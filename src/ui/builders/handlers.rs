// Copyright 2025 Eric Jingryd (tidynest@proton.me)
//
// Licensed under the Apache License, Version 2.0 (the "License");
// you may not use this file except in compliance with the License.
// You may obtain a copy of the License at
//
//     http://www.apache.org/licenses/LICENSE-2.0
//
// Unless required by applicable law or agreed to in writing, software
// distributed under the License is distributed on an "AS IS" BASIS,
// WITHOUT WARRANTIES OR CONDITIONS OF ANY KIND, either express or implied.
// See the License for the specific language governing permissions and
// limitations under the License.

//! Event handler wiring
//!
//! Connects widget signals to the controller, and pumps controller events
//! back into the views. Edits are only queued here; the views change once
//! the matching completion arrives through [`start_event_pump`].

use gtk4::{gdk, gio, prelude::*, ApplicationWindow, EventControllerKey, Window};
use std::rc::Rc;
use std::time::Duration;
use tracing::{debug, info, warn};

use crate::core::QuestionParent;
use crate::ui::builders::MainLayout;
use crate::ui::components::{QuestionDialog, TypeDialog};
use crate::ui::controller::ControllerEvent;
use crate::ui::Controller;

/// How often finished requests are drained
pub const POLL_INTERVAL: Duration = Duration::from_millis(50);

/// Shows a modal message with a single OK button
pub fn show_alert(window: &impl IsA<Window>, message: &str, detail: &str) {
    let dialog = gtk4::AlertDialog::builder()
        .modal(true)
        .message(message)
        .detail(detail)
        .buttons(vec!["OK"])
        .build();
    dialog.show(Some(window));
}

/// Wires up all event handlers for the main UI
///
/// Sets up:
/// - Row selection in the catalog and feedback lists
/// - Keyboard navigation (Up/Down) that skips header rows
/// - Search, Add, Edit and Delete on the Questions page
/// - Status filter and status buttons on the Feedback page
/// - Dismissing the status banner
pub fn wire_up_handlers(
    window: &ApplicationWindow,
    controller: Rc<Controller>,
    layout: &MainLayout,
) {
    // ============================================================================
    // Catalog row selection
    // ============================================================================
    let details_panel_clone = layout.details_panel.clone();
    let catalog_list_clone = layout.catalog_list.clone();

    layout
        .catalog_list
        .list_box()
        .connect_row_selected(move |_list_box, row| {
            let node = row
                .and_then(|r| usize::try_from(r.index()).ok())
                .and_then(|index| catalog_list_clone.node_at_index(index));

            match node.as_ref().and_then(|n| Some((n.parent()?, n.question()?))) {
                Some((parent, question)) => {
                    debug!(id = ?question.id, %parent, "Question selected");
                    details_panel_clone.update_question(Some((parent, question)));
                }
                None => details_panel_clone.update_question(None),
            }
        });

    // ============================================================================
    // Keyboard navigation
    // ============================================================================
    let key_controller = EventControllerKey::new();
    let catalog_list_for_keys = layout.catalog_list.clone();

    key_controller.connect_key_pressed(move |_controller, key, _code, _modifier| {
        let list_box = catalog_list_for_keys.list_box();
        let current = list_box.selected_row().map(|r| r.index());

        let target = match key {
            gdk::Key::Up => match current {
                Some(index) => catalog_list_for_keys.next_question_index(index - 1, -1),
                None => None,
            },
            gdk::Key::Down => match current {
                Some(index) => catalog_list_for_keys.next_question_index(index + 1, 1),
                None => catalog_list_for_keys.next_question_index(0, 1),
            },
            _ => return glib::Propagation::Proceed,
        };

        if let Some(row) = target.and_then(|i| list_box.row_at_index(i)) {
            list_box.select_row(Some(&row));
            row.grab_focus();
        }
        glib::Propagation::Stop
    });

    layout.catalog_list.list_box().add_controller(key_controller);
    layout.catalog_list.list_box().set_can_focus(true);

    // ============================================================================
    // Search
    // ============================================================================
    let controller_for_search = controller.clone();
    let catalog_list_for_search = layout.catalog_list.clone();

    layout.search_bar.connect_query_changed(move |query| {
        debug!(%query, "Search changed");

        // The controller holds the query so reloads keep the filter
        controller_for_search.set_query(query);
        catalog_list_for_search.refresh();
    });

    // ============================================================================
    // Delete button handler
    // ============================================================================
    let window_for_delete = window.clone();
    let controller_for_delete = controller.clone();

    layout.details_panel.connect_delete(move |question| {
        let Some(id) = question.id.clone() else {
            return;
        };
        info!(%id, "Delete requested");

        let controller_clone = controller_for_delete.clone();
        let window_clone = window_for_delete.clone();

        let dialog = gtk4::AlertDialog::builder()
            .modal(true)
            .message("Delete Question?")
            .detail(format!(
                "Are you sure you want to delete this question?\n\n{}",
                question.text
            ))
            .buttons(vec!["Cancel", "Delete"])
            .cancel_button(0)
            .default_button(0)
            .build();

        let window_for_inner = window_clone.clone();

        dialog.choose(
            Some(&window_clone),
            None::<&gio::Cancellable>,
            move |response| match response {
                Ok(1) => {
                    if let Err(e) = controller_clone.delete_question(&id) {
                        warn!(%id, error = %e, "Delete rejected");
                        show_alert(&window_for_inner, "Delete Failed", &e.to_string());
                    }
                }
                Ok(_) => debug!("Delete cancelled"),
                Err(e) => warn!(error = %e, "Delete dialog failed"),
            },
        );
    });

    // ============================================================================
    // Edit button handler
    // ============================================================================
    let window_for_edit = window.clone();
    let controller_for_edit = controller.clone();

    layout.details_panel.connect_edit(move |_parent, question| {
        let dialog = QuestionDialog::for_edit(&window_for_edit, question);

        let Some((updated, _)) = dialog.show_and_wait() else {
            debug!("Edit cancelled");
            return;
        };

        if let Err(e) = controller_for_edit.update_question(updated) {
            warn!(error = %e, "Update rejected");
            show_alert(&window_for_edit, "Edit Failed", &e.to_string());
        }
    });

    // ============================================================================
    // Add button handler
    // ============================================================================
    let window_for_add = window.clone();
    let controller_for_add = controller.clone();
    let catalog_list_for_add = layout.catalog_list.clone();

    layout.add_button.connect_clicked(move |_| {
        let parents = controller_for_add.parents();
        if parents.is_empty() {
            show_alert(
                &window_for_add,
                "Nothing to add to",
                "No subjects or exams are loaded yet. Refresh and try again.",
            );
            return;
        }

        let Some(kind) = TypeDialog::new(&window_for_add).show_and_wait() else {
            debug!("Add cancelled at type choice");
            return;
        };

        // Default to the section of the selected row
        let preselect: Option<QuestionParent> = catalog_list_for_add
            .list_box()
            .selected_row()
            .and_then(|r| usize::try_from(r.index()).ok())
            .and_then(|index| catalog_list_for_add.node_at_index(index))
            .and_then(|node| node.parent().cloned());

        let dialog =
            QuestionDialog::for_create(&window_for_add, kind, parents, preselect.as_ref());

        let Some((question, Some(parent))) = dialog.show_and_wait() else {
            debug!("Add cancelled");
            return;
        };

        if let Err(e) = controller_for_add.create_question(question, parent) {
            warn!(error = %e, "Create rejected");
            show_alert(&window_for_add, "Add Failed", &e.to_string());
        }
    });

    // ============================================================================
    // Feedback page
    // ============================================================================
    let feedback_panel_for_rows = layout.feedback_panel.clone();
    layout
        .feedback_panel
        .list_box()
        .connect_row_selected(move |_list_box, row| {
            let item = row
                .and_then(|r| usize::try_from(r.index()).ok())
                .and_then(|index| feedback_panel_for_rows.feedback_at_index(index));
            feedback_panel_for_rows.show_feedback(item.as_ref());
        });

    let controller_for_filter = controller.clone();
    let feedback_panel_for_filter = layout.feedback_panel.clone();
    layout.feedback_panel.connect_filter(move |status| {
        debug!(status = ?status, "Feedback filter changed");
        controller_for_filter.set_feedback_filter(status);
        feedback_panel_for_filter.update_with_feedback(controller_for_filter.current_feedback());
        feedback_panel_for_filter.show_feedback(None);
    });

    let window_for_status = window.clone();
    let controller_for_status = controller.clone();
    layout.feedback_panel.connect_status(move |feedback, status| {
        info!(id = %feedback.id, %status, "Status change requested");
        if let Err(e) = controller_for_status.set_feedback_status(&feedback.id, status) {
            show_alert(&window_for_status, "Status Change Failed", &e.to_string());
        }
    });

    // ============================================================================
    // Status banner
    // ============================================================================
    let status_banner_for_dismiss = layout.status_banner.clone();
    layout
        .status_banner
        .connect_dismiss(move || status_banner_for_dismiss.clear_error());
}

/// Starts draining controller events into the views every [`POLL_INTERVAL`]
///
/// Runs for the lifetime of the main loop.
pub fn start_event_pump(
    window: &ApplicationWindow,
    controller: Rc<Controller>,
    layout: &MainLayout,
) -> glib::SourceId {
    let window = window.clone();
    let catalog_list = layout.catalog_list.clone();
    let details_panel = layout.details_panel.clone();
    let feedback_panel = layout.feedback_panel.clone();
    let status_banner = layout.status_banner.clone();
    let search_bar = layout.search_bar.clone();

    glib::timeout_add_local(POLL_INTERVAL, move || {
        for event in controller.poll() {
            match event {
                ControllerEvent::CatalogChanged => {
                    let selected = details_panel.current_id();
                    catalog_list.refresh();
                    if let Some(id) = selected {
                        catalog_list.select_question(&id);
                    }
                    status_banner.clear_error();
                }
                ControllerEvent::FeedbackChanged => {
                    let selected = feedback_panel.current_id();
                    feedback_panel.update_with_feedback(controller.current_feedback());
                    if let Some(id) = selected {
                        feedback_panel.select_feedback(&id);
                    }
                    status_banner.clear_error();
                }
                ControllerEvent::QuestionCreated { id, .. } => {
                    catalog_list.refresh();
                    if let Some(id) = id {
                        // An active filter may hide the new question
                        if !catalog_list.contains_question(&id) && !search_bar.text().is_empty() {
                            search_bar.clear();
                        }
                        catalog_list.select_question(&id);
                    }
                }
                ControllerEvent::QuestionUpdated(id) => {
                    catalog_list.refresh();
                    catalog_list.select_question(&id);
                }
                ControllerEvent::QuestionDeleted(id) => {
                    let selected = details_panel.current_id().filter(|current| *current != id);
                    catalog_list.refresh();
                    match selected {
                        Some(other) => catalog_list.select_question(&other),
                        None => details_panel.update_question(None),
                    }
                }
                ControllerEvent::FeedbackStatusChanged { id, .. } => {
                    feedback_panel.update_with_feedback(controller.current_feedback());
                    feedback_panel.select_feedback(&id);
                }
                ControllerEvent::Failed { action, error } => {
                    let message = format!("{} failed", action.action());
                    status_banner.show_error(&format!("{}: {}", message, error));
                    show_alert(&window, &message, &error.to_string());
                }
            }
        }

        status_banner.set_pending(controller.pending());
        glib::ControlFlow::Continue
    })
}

**Problem statement:** Every line above that contains the word "QuestionDialog" should be reported.

**Result of the task:**
use crate::ui::components::{QuestionDialog, TypeDialog};
        let dialog = QuestionDialog::for_edit(&window_for_edit, question);
            QuestionDialog::for_create(&window_for_add, kind, parents, preselect.as_ref());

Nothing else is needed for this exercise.